Most of us would be quick to think of other people we consider shopaholics, hoarders, or wrapped up in an identity of wealth. However, we pretty easily give ourselves a pass. Our spending habits all have reasons we consider legitimate. And that may very well be true. However, many of us would be well served to consider our relationship to money. Not only how we spend it, but how we view it. While I know more people who tend to spend money compulsively, it is just as possible to save money compulsively. Both reveal the weight we place on money and the hooks money may have in us.

One of the clearest markers of the early resurrection communities in the Book of Acts was their transformed relationship to their resources. It was not that they hated money or saw no need for making it. Rather it was their willingness to part with it for the sake of others. The typical self-interest of using resources for self, close-knit family, or people in their social class was largely disregarded by the first Christian communities. They showed a world possessed by possessions, that they were inhabited by a different Spirit.

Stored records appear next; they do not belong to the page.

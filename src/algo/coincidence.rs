//! Vertex coincidence index.
//!
//! Groups vertices that occupy (nearly) the same position, possibly across
//! several source meshes. Each vertex maps to the lowest-indexed vertex of its
//! group, the group's representative.
//!
//! The lookup is a uniform hash grid with cells of size `epsilon`, so a
//! vertex only compares itself against the 27 cells around it. The result is
//! identical to scanning every earlier vertex: the lowest matching index wins.

use std::collections::HashMap;

use nalgebra::Point3;

use crate::error::{MeshError, Result};

/// Default distance below which two vertices coincide.
pub const DEFAULT_EPSILON: f64 = 1e-4;

/// Per-vertex representatives and per-representative group sizes.
#[derive(Debug, Clone, Default, PartialEq, Eq)]
pub struct CoincidenceMap {
    representatives: Vec<usize>,
    collapse_counts: Vec<usize>,
}

impl CoincidenceMap {
    /// Build the map after checking that `epsilon` is finite and positive.
    pub fn try_build(positions: &[Point3<f64>], epsilon: f64) -> Result<Self> {
        if !(epsilon.is_finite() && epsilon > 0.0) {
            return Err(MeshError::invalid_param("epsilon", epsilon, "must be finite and positive"));
        }
        Ok(Self::build(positions, epsilon))
    }

    /// Build the map for `positions`.
    ///
    /// Vertices are processed in increasing index order. Vertex `i` maps to
    /// the representative of the lowest `j < i` closer than `epsilon`, or to
    /// itself if there is none.
    pub fn build(positions: &[Point3<f64>], epsilon: f64) -> Self {
        let n = positions.len();
        let mut representatives = Vec::with_capacity(n);
        let mut collapse_counts = vec![0; n];
        let mut grid: HashMap<[i64; 3], Vec<usize>> = HashMap::new();

        for (i, p) in positions.iter().enumerate() {
            let cell = grid_cell(p, epsilon);

            let mut earliest: Option<usize> = None;
            for dx in -1..=1 {
                for dy in -1..=1 {
                    for dz in -1..=1 {
                        // Cells saturate for far-away coordinates; the distance test stays exact.
                        let key = [
                            cell[0].saturating_add(dx),
                            cell[1].saturating_add(dy),
                            cell[2].saturating_add(dz),
                        ];
                        let Some(bucket) = grid.get(&key) else {
                            continue;
                        };
                        // Buckets are filled in index order, so the first hit is the lowest.
                        let hit = bucket
                            .iter()
                            .copied()
                            .find(|&j| (positions[j] - p).norm() < epsilon);
                        if let Some(j) = hit {
                            earliest = Some(earliest.map_or(j, |e| e.min(j)));
                        }
                    }
                }
            }

            let rep = match earliest {
                Some(j) => representatives[j],
                None => i,
            };
            representatives.push(rep);
            collapse_counts[rep] += 1;
            grid.entry(cell).or_default().push(i);
        }

        Self {
            representatives,
            collapse_counts,
        }
    }

    /// Number of vertices covered by the map.
    #[inline]
    pub fn len(&self) -> usize {
        self.representatives.len()
    }

    /// True if the map covers no vertices.
    #[inline]
    pub fn is_empty(&self) -> bool {
        self.representatives.is_empty()
    }

    /// Representative of vertex `v`.
    #[inline]
    pub fn representative(&self, v: usize) -> usize {
        self.representatives[v]
    }

    /// All representatives, one per vertex.
    pub fn representatives(&self) -> &[usize] {
        &self.representatives
    }

    /// Number of vertices mapping to `v`; zero unless `v` is a representative.
    #[inline]
    pub fn collapse_count(&self, v: usize) -> usize {
        self.collapse_counts[v]
    }

    /// True if `v` is its own representative.
    #[inline]
    pub fn is_representative(&self, v: usize) -> bool {
        self.representatives[v] == v
    }

    /// Vertices mapping to representative `rep`, ascending.
    pub fn cluster(&self, rep: usize) -> impl Iterator<Item = usize> + '_ {
        self.representatives[rep..]
            .iter()
            .enumerate()
            .filter(move |&(_, &r)| r == rep)
            .map(move |(offset, _)| rep + offset)
    }

    /// Representatives whose group has at least `min_count` members.
    pub fn clusters_of_at_least(&self, min_count: usize) -> impl Iterator<Item = usize> + '_ {
        self.collapse_counts
            .iter()
            .enumerate()
            .filter(move |&(_, &c)| c >= min_count && c > 0)
            .map(|(v, _)| v)
    }
}

fn grid_cell(p: &Point3<f64>, cell_size: f64) -> [i64; 3] {
    [
        (p.x / cell_size).floor() as i64,
        (p.y / cell_size).floor() as i64,
        (p.z / cell_size).floor() as i64,
    ]
}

Today, many scoff at the communal and sacrificial Way these resurrection communities stewarded their resources. It’s laughed off as impractical and irresponsible. Yet I wonder how much this betrays our comprised hearts. Because for many of us, when following Christ Almighty comes in conflict with our addiction to the Almighty Dollar, it’s the Almighty Dollar that seems to win out.

This isn’t meant to shame anyone. Just go look at my iTunes Movie collection. There’s been a lot of compulsive movie buying in my life.

How might we begin to see what’s behind our spending habits?

What areas might our spending, saving, or hoarding of resources be compulsive?

How might God’s Spirit lead us into healing?

How might God want us to redirect our resources for the “other” in our region and in our world?